Fiona Bryson goes skin-diving...

Helmut Lang has always pushed the envelope, from using new materials and techniques in his collections to forging unique collaborations with other artists. Now, in his first solo exhibit, Alles Gleich Schwer—currently showing at the Kestnergesellschaft in Hanover, Germany, through November 2—he explores the possibilities of surrogate skins and public versus private life, as well as folkloric mythologies such as maypole ceremonies. Curated by Neville Wakefield and Frank-Thorsten Moll, the work is what one expects from the Austrian—sleek and modern, and never giving away more than enough.
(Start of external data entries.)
use clap::{Args, Parser, Subcommand};
use reqwest::header::{HeaderMap, HeaderValue, AUTHORIZATION};
use serde_json::Value;
use uuid::Uuid;

use redirects::model::{Destination, NodeRef, RootNodeId, RuleDraft};

#[derive(Parser)]
#[command(name = "redirects-cli")]
#[command(about = "Management CLI for the redirect service", long_about = None)]
struct Cli {
    #[arg(short, long, default_value = "http://localhost:8081")]
    url: String,

    #[arg(short, long, default_value = "admin-secret-key")]
    key: String,

    #[command(subcommand)]
    command: Commands,
}

#[derive(Subcommand)]
enum Commands {
    /// Show index generation and rule counts
    Status,
    /// List redirect rules
    List {
        /// Only rules of this site root (0 = global rules)
        #[arg(long)]
        root: Option<i32>,
    },
    /// Show a single rule
    Get { id: Uuid },
    /// Create a redirect rule
    Add(AddArgs),
    /// Delete a redirect rule
    Remove { id: Uuid },
    /// Show where a request would be redirected
    Resolve {
        path: String,
        #[arg(long, default_value = "")]
        query: String,
        #[arg(long)]
        host: Option<String>,
    },
    /// Force an index rebuild
    Rebuild,
}

#[derive(Args, Debug)]
struct AddArgs {
    /// Inbound path (or pattern with --pattern)
    path: String,

    /// Target URL; for --content/--media the last known node URL
    target: String,

    /// Target is a content node with this id
    #[arg(long, conflicts_with = "media")]
    content: Option<i32>,

    /// Target is a media node with this id
    #[arg(long)]
    media: Option<i32>,

    /// Restrict the rule to a site root
    #[arg(long)]
    root: Option<i32>,

    /// Query string the request must carry
    #[arg(long)]
    query: Option<String>,

    /// Treat the path as a regular expression
    #[arg(long)]
    pattern: bool,

    /// Answer with 302 instead of 301
    #[arg(long)]
    temporary: bool,

    /// Append the inbound query string to the target
    #[arg(long)]
    forward_query: bool,
}

impl AddArgs {
    fn to_draft(&self) -> RuleDraft {
        let destination = match (self.content, self.media) {
            (Some(id), _) => Destination::content(NodeRef::new(id, None), &self.target),
            (None, Some(id)) => Destination::media(NodeRef::new(id, None), &self.target),
            (None, None) => Destination::for_url(&self.target),
        };

        let mut draft = RuleDraft::new(&self.path, destination).permanent(!self.temporary);
        if let Some(root) = self.root.and_then(RootNodeId::from_raw) {
            draft = draft.root(root);
        }
        if let Some(query) = &self.query {
            draft = draft.query(query);
        }
        if self.pattern {
            draft = draft.pattern();
        }
        if self.forward_query {
            draft = draft.forward_query();
        }
        draft
    }
}

#[tokio::main]
async fn main() -> Result<(), Box<dyn std::error::Error>> {
    let cli = Cli::parse();
    let mut headers = HeaderMap::new();
    headers.insert(
        AUTHORIZATION,
        HeaderValue::from_str(&format!("Bearer {}", cli.key))?,
    );
    let client = reqwest::Client::builder().default_headers(headers).build()?;
    let base = cli.url.trim_end_matches('/');

    let res = match cli.command {
        Commands::Status => client.get(format!("{}/admin/status", base)).send().await?,
        Commands::List { root } => {
            let mut req = client.get(format!("{}/admin/redirects", base));
            if let Some(root) = root {
                req = req.query(&[("root", root)]);
            }
            req.send().await?
        }
        Commands::Get { id } => {
            client
                .get(format!("{}/admin/redirects/{}", base, id))
                .send()
                .await?
        }
        Commands::Add(args) => {
            client
                .post(format!("{}/admin/redirects", base))
                .json(&args.to_draft())
                .send()
                .await?
        }
        Commands::Remove { id } => {
            client
                .delete(format!("{}/admin/redirects/{}", base, id))
                .send()
                .await?
        }
        Commands::Resolve { path, query, host } => {
            let mut params = vec![("path", path), ("query", query)];
            if let Some(host) = host {
                params.push(("host", host));
            }
            client
                .get(format!("{}/admin/resolve", base))
                .query(&params)
                .send()
                .await?
        }
        Commands::Rebuild => client.post(format!("{}/admin/rebuild", base)).send().await?,
    };

    print_response(res).await
}

async fn print_response(res: reqwest::Response) -> Result<(), Box<dyn std::error::Error>> {
    let status = res.status();
    if !status.is_success() {
        eprintln!("Error: Admin API returned status {}", status);
        if let Ok(text) = res.text().await {
            eprintln!("Response: {}", text);
        }
        return Ok(());
    }

    if status == reqwest::StatusCode::NO_CONTENT {
        println!("OK");
        return Ok(());
    }

    let json: Value = res.json().await?;
    println!("{}", serde_json::to_string_pretty(&json)?);
    Ok(())
}
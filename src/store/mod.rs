//! Rule persistence.
//!
//! # Data Flow
//! ```text
//! Admin API / CLI
//!     → RuleRepository::{create, update, delete}
//!     → validate (RuleDraft → RedirectRule), reject duplicates
//!     → persist (file.rs: JSON array, temp file + rename)
//!     → bump version (watch channel)
//!     → ResolutionEngine::run_rebuilds picks up the change
//!
//! External edit of the rules file:
//!     watcher.rs detects change
//!     → FileRepository::reload_from_disk
//!     → bump version
//! ```
//!
//! # Design Decisions
//! - Writes are validated eagerly; stored data is loaded leniently
//! - Two non-pattern rules may not share (root, path, query)
//! - Readers never block on writers (DashMap)

pub mod file;
pub mod memory;
pub mod watcher;

use tokio::sync::watch;
use uuid::Uuid;

use crate::error::StoreResult;
use crate::model::{RedirectRule, RuleDraft};

pub use file::FileRepository;
pub use memory::MemoryRepository;
pub use watcher::StoreWatcher;

/// Storage for redirect rules.
pub trait RuleRepository: Send + Sync {
    /// Every stored rule, in no particular order.
    fn list_all(&self) -> StoreResult<Vec<RedirectRule>>;

    fn get(&self, id: Uuid) -> StoreResult<Option<RedirectRule>>;

    fn create(&self, draft: RuleDraft) -> StoreResult<RedirectRule>;

    /// Replace the definition of an existing rule.
    fn update(&self, id: Uuid, draft: RuleDraft) -> StoreResult<RedirectRule>;

    /// Returns false if no rule had this id.
    fn delete(&self, id: Uuid) -> StoreResult<bool>;

    /// Version token, bumped on every change.
    fn subscribe(&self) -> watch::Receiver<u64>;
}
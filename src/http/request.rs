//! Request inspection.
//!
//! # Responsibilities
//! - Extract the host a request was addressed to
//! - Map that host to a site root via the configured sites
//!
//! # Design Decisions
//! - Host matching is case-insensitive and ignores the port
//! - Unknown hosts resolve against global rules only

use std::collections::HashMap;

use axum::http::{header, Request};

use crate::config::SiteConfig;
use crate::model::RootNodeId;

/// Header carrying the request ID.
pub const X_REQUEST_ID: &str = "x-request-id";

/// Host name → site root lookup.
#[derive(Debug, Clone, Default)]
pub struct SiteMap {
    hosts: HashMap<String, RootNodeId>,
}

impl SiteMap {
    pub fn new(sites: impl IntoIterator<Item = (String, RootNodeId)>) -> Self {
        let hosts = sites
            .into_iter()
            .map(|(host, root)| (canonical_host(&host), root))
            .collect();
        Self { hosts }
    }

    pub fn from_config(sites: &[SiteConfig]) -> Self {
        Self::new(sites.iter().map(|s| (s.host.clone(), s.root_node_id)))
    }

    pub fn len(&self) -> usize {
        self.hosts.len()
    }

    pub fn is_empty(&self) -> bool {
        self.hosts.is_empty()
    }

    /// Root serving `host`, if the host is configured.
    pub fn root_for(&self, host: Option<&str>) -> Option<RootNodeId> {
        let host = canonical_host(host?);
        self.hosts.get(&host).copied()
    }
}

/// The host a request was addressed to (`Host` header, else the URI authority).
pub fn request_host<B>(request: &Request<B>) -> Option<&str> {
    request
        .headers()
        .get(header::HOST)
        .and_then(|v| v.to_str().ok())
        .or_else(|| request.uri().host())
}

/// Lower-case, without port or trailing dot.
fn canonical_host(raw: &str) -> String {
    let raw = raw.trim();
    let host = if raw.starts_with('[') {
        // IPv6 literal: keep the brackets, drop the port.
        raw.split_inclusive(']').next().unwrap_or(raw)
    } else {
        raw.split(':').next().unwrap_or(raw)
    };
    host.trim_end_matches('.').to_ascii_lowercase()
}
Two pieces in the show are adaptations from prior shows: Next Ever After, an objet trouvé in the form of a disco ball shown at the Journal Gallery in Brooklyn last year, and the video installation Séance de Travail 1993-1999 (pictured left), from the 1998 exhibition with longtime artist-collaborators Jenny Holzer and Louise Bourgeois. Meanwhile, the new works in Alles Gleich Schwer comprise objects such as Three, three eagle-shaped mahogany sculptures, covered with tar on the outside yet revealing their wooden insides.

Another untitled piece consists of aged and damaged bumpers, made of rubber, steel and tar—symbolizing protection. And the signature piece, Surrogate Skin, is a mixed-media and pigment process used as the title suggests. The most impressive work is Arbor, the maypole with phallic, fetishistic connotations, cast in oak, iron, rubber and pvc, which perhaps draws on Lang's rigid upbringing in rural Austria.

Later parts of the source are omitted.